YOUR INSTRUCTIONS: Give the number of lines in the data that contain "relative", and nothing more.

------ THE RECORDS

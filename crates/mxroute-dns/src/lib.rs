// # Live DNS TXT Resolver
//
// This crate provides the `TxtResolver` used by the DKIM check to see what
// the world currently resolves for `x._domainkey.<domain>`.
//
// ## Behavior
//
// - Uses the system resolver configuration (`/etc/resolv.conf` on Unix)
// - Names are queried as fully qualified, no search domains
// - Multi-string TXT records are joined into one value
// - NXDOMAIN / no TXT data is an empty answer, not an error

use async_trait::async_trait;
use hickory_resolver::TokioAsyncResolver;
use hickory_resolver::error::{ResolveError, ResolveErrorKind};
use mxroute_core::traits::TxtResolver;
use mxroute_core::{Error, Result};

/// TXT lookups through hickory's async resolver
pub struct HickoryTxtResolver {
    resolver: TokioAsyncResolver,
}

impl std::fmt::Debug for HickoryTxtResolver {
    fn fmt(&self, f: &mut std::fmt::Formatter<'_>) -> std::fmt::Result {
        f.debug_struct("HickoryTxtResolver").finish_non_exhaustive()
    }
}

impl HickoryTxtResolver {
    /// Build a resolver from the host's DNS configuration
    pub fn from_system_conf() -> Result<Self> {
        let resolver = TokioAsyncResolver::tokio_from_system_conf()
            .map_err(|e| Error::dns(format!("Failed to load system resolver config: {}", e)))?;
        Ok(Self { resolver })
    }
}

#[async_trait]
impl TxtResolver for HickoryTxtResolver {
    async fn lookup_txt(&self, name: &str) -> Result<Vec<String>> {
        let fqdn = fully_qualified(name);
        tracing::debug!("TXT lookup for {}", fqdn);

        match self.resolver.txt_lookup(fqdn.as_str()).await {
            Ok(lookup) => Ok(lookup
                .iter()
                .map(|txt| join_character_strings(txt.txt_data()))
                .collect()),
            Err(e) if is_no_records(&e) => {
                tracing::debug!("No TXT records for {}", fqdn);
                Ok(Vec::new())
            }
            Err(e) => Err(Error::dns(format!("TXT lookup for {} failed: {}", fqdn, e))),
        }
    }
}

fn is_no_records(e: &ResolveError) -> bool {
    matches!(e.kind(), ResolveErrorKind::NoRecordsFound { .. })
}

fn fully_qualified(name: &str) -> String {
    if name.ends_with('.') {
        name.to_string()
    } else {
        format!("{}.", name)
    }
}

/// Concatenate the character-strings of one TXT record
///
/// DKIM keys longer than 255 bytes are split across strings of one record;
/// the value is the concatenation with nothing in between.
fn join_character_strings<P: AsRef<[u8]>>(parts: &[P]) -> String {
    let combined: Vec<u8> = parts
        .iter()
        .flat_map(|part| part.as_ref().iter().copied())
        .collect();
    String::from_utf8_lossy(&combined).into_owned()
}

------------
------ THE RECORDS

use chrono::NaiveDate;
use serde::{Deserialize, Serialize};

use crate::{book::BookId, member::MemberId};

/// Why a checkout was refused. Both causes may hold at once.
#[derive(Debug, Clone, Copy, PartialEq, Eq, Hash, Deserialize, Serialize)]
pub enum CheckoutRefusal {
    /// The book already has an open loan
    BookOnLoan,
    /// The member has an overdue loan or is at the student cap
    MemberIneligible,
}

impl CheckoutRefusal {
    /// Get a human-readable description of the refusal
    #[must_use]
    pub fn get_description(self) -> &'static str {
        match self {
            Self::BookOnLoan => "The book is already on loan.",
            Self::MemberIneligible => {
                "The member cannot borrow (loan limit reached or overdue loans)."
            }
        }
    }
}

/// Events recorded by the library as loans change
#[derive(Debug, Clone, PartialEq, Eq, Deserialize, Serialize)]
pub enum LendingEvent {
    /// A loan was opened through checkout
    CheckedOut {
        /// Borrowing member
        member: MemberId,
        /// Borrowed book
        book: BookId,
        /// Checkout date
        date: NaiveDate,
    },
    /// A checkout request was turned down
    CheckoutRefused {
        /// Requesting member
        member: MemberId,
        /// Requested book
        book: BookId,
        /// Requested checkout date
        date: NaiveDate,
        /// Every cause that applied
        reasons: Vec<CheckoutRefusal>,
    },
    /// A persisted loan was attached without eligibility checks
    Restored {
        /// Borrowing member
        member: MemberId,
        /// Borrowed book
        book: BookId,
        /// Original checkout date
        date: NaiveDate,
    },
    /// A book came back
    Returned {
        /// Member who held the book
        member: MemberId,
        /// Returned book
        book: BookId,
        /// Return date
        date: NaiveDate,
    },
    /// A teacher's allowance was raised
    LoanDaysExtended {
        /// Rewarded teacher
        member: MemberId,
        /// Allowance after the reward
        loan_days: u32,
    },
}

------------
------ THE RECORDS

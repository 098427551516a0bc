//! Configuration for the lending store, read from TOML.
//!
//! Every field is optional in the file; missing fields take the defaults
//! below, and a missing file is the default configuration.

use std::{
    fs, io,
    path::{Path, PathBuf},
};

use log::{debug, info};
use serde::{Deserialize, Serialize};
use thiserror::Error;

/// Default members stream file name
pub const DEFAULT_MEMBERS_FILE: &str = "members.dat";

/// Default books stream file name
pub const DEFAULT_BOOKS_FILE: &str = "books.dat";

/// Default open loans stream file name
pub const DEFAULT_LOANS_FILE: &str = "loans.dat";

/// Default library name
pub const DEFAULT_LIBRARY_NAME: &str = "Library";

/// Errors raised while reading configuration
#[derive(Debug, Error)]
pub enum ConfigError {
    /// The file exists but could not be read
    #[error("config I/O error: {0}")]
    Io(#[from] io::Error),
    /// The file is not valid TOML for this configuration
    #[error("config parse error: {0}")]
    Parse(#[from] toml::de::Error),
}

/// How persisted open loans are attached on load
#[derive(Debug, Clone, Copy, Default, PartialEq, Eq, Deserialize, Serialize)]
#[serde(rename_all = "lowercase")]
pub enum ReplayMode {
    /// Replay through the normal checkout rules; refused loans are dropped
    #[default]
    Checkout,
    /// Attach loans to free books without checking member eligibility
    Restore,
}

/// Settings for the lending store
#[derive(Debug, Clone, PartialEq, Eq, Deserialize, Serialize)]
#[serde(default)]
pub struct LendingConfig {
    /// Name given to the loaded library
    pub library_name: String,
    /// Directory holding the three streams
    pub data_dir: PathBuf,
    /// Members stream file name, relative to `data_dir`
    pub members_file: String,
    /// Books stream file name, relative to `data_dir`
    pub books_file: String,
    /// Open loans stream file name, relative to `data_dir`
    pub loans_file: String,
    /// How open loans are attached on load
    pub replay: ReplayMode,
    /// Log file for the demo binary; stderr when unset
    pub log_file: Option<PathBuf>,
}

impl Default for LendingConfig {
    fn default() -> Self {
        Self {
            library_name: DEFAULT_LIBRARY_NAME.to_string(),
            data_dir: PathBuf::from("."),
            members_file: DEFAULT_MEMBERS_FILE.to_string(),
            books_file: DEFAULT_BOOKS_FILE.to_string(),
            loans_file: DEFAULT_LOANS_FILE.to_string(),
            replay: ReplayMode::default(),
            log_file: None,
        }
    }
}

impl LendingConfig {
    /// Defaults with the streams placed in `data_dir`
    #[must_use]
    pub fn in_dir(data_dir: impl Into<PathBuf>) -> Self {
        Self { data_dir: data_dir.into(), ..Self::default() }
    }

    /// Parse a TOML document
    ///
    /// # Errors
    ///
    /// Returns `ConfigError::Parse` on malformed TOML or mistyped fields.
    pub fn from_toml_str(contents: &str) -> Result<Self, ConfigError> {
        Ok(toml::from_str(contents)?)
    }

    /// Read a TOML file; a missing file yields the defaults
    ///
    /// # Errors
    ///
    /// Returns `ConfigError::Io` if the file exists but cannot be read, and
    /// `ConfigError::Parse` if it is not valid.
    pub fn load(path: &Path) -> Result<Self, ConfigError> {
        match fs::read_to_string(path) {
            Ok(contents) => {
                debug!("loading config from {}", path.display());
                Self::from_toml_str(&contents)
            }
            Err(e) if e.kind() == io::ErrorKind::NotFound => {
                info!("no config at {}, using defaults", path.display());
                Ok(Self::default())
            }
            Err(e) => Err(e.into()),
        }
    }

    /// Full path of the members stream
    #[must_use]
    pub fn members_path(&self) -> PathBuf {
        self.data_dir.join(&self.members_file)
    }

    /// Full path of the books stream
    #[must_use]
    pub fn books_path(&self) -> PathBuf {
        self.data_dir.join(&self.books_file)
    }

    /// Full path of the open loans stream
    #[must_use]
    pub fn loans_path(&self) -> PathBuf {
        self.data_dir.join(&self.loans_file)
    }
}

------------

RESPONSE TO THIS EXERCISE: 3